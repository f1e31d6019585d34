#![allow(dead_code)]

use std::sync::Arc;

use parking_lot::Mutex;

use marketplace::contract::client::MarketplaceApi;
use marketplace::contract::model::{Registration, Role};
use marketplace::domain::events::MarketplaceEvent;
use marketplace::domain::ports::EventPublisher;
use marketplace::infra::storage::{KeyValueStore, MemoryStore};
use marketplace::{Marketplace, MarketplaceConfig};

/// Captures published events for assertions.
#[derive(Default)]
pub struct RecordingPublisher {
    events: Mutex<Vec<MarketplaceEvent>>,
}

impl RecordingPublisher {
    pub fn events(&self) -> Vec<MarketplaceEvent> {
        self.events.lock().clone()
    }
}

impl EventPublisher<MarketplaceEvent> for RecordingPublisher {
    fn publish(&self, event: &MarketplaceEvent) {
        self.events.lock().push(event.clone());
    }
}

pub struct Harness {
    pub store: Arc<MemoryStore>,
    pub events: Arc<RecordingPublisher>,
    pub module: Marketplace,
    pub api: Arc<dyn MarketplaceApi>,
}

impl Harness {
    /// Fresh module over an empty store, without the demo catalog.
    pub async fn empty() -> Self {
        Self::over(Arc::new(MemoryStore::new()), no_demo()).await
    }

    pub async fn over(store: Arc<MemoryStore>, cfg: MarketplaceConfig) -> Self {
        let events = Arc::new(RecordingPublisher::default());
        let module = Marketplace::default();
        let kv: Arc<dyn KeyValueStore> = store.clone();
        module
            .init_with_events(cfg, kv, events.clone())
            .await
            .expect("module init");
        let api = module.client().expect("client");
        Self {
            store,
            events,
            module,
            api,
        }
    }

    /// A second module over the same store, as after a restart.
    pub async fn restart(&self) -> Self {
        Self::over(self.store.clone(), no_demo()).await
    }
}

pub fn no_demo() -> MarketplaceConfig {
    MarketplaceConfig {
        seed_demo_projects: false,
        ..MarketplaceConfig::default()
    }
}

pub fn registration(name: &str, email: &str, role: Role) -> Registration {
    Registration {
        name: name.to_string(),
        email: email.to_string(),
        role,
        password: "s3cret".to_string(),
        confirm_password: "s3cret".to_string(),
    }
}
//! Stored JSON shapes. Field names follow the persisted layout.

use chrono::{DateTime, Utc};
use serde::{Deserialize, Serialize};

#[derive(Debug, Clone, Copy, PartialEq, Eq, Serialize, Deserialize)]
#[serde(rename_all = "lowercase")]
pub enum RoleEntity {
    Client,
    Freelancer,
}

#[derive(Debug, Clone, Copy, PartialEq, Eq, Serialize, Deserialize)]
#[serde(rename_all = "lowercase")]
pub enum StatusEntity {
    Open,
    Active,
    Completed,
}

/// Element of the `users` collection.
#[derive(Debug, Clone, PartialEq, Eq, Serialize, Deserialize)]
#[serde(rename_all = "camelCase")]
pub struct UserEntity {
    pub id: String,
    pub name: String,
    pub email: String,
    pub role: RoleEntity,
    pub password_hash: String,
    pub created_at: DateTime<Utc>,
    #[serde(default, skip_serializing_if = "Option::is_none")]
    pub avatar: Option<String>,
    #[serde(default, skip_serializing_if = "Option::is_none")]
    pub skills: Option<Vec<String>>,
    #[serde(default, skip_serializing_if = "Option::is_none")]
    pub portfolio: Option<Vec<String>>,
    #[serde(default, skip_serializing_if = "Option::is_none")]
    pub experience: Option<String>,
    #[serde(default, skip_serializing_if = "Option::is_none")]
    pub company: Option<String>,
}

/// Element of the `projects` collection.
#[derive(Debug, Clone, PartialEq, Eq, Serialize, Deserialize)]
#[serde(rename_all = "camelCase")]
pub struct ProjectEntity {
    pub id: u64,
    pub title: String,
    pub description: String,
    #[serde(default)]
    pub category: Option<String>,
    #[serde(default)]
    pub budget: Option<u64>,
    #[serde(default)]
    pub timeline: Option<String>,
    pub client_id: String,
    #[serde(default)]
    pub freelancer_id: Option<String>,
    pub status: StatusEntity,
    #[serde(default)]
    pub skills: Vec<String>,
    pub created_at: DateTime<Utc>,
}

/// Value of the `currentUser` key.
#[derive(Debug, Clone, PartialEq, Eq, Serialize, Deserialize)]
pub struct SessionEntity {
    pub id: String,
}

Task details ->
Every record, from the first to the last, should be transcribed exactly.

Answer section ->
repository f1e31d6019585d34
#![allow(dead_code)]

use std::sync::Arc;

use parking_lot::Mutex;

use marketplace::contract::client::MarketplaceApi;
use marketplace::contract::model::{Registration, Role};
use marketplace::domain::events::MarketplaceEvent;
use marketplace::domain::ports::EventPublisher;
use marketplace::infra::storage::{KeyValueStore, MemoryStore};
use marketplace::{Marketplace, MarketplaceConfig};

/// Captures published events for assertions.
#[derive(Default)]
pub struct RecordingPublisher {
    events: Mutex<Vec<MarketplaceEvent>>,
}

impl RecordingPublisher {
    pub fn events(&self) -> Vec<MarketplaceEvent> {
        self.events.lock().clone()
    }
}

impl EventPublisher<MarketplaceEvent> for RecordingPublisher {
    fn publish(&self, event: &MarketplaceEvent) {
        self.events.lock().push(event.clone());
    }
}

pub struct Harness {
    pub store: Arc<MemoryStore>,
    pub events: Arc<RecordingPublisher>,
    pub module: Marketplace,
    pub api: Arc<dyn MarketplaceApi>,
}

impl Harness {
    /// Fresh module over an empty store, without the demo catalog.
    pub async fn empty() -> Self {
        Self::over(Arc::new(MemoryStore::new()), no_demo()).await
    }

    pub async fn over(store: Arc<MemoryStore>, cfg: MarketplaceConfig) -> Self {
        let events = Arc::new(RecordingPublisher::default());
        let module = Marketplace::default();
        let kv: Arc<dyn KeyValueStore> = store.clone();
        module
            .init_with_events(cfg, kv, events.clone())
            .await
            .expect("module init");
        let api = module.client().expect("client");
        Self {
            store,
            events,
            module,
            api,
        }
    }

    /// A second module over the same store, as after a restart.
    pub async fn restart(&self) -> Self {
        Self::over(self.store.clone(), no_demo()).await
    }
}

pub fn no_demo() -> MarketplaceConfig {
    MarketplaceConfig {
        seed_demo_projects: false,
        ..MarketplaceConfig::default()
    }
}

pub fn registration(name: &str, email: &str, role: Role) -> Registration {
    Registration {
        name: name.to_string(),
        email: email.to_string(),
        role,
        password: "s3cret".to_string(),
        confirm_password: "s3cret".to_string(),
    }
}
//! Stored JSON shapes. Field names follow the persisted layout.

use chrono::{DateTime, Utc};
use serde::{Deserialize, Serialize};

#[derive(Debug, Clone, Copy, PartialEq, Eq, Serialize, Deserialize)]
#[serde(rename_all = "lowercase")]
pub enum RoleEntity {
    Client,
    Freelancer,
}

#[derive(Debug, Clone, Copy, PartialEq, Eq, Serialize, Deserialize)]
#[serde(rename_all = "lowercase")]
pub enum StatusEntity {
    Open,
    Active,
    Completed,
}

/// Element of the `users` collection.
#[derive(Debug, Clone, PartialEq, Eq, Serialize, Deserialize)]
#[serde(rename_all = "camelCase")]
pub struct UserEntity {
    pub id: String,
    pub name: String,
    pub email: String,
    pub role: RoleEntity,
    pub password_hash: String,
    pub created_at: DateTime<Utc>,
    #[serde(default, skip_serializing_if = "Option::is_none")]
    pub avatar: Option<String>,
    #[serde(default, skip_serializing_if = "Option::is_none")]
    pub skills: Option<Vec<String>>,
    #[serde(default, skip_serializing_if = "Option::is_none")]
    pub portfolio: Option<Vec<String>>,
    #[serde(default, skip_serializing_if = "Option::is_none")]
    pub experience: Option<String>,
    #[serde(default, skip_serializing_if = "Option::is_none")]
    pub company: Option<String>,
}

/// Element of the `projects` collection.
#[derive(Debug, Clone, PartialEq, Eq, Serialize, Deserialize)]
#[serde(rename_all = "camelCase")]
pub struct ProjectEntity {
    pub id: u64,
    pub title: String,
    pub description: String,
    #[serde(default)]
    pub category: Option<String>,
    #[serde(default)]
    pub budget: Option<u64>,
    #[serde(default)]
    pub timeline: Option<String>,
    pub client_id: String,
    #[serde(default)]
    pub freelancer_id: Option<String>,
    pub status: StatusEntity,
    #[serde(default)]
    pub skills: Vec<String>,
    pub created_at: DateTime<Utc>,
}

/// Value of the `currentUser` key.
#[derive(Debug, Clone, PartialEq, Eq, Serialize, Deserialize)]
pub struct SessionEntity {
    pub id: String,
}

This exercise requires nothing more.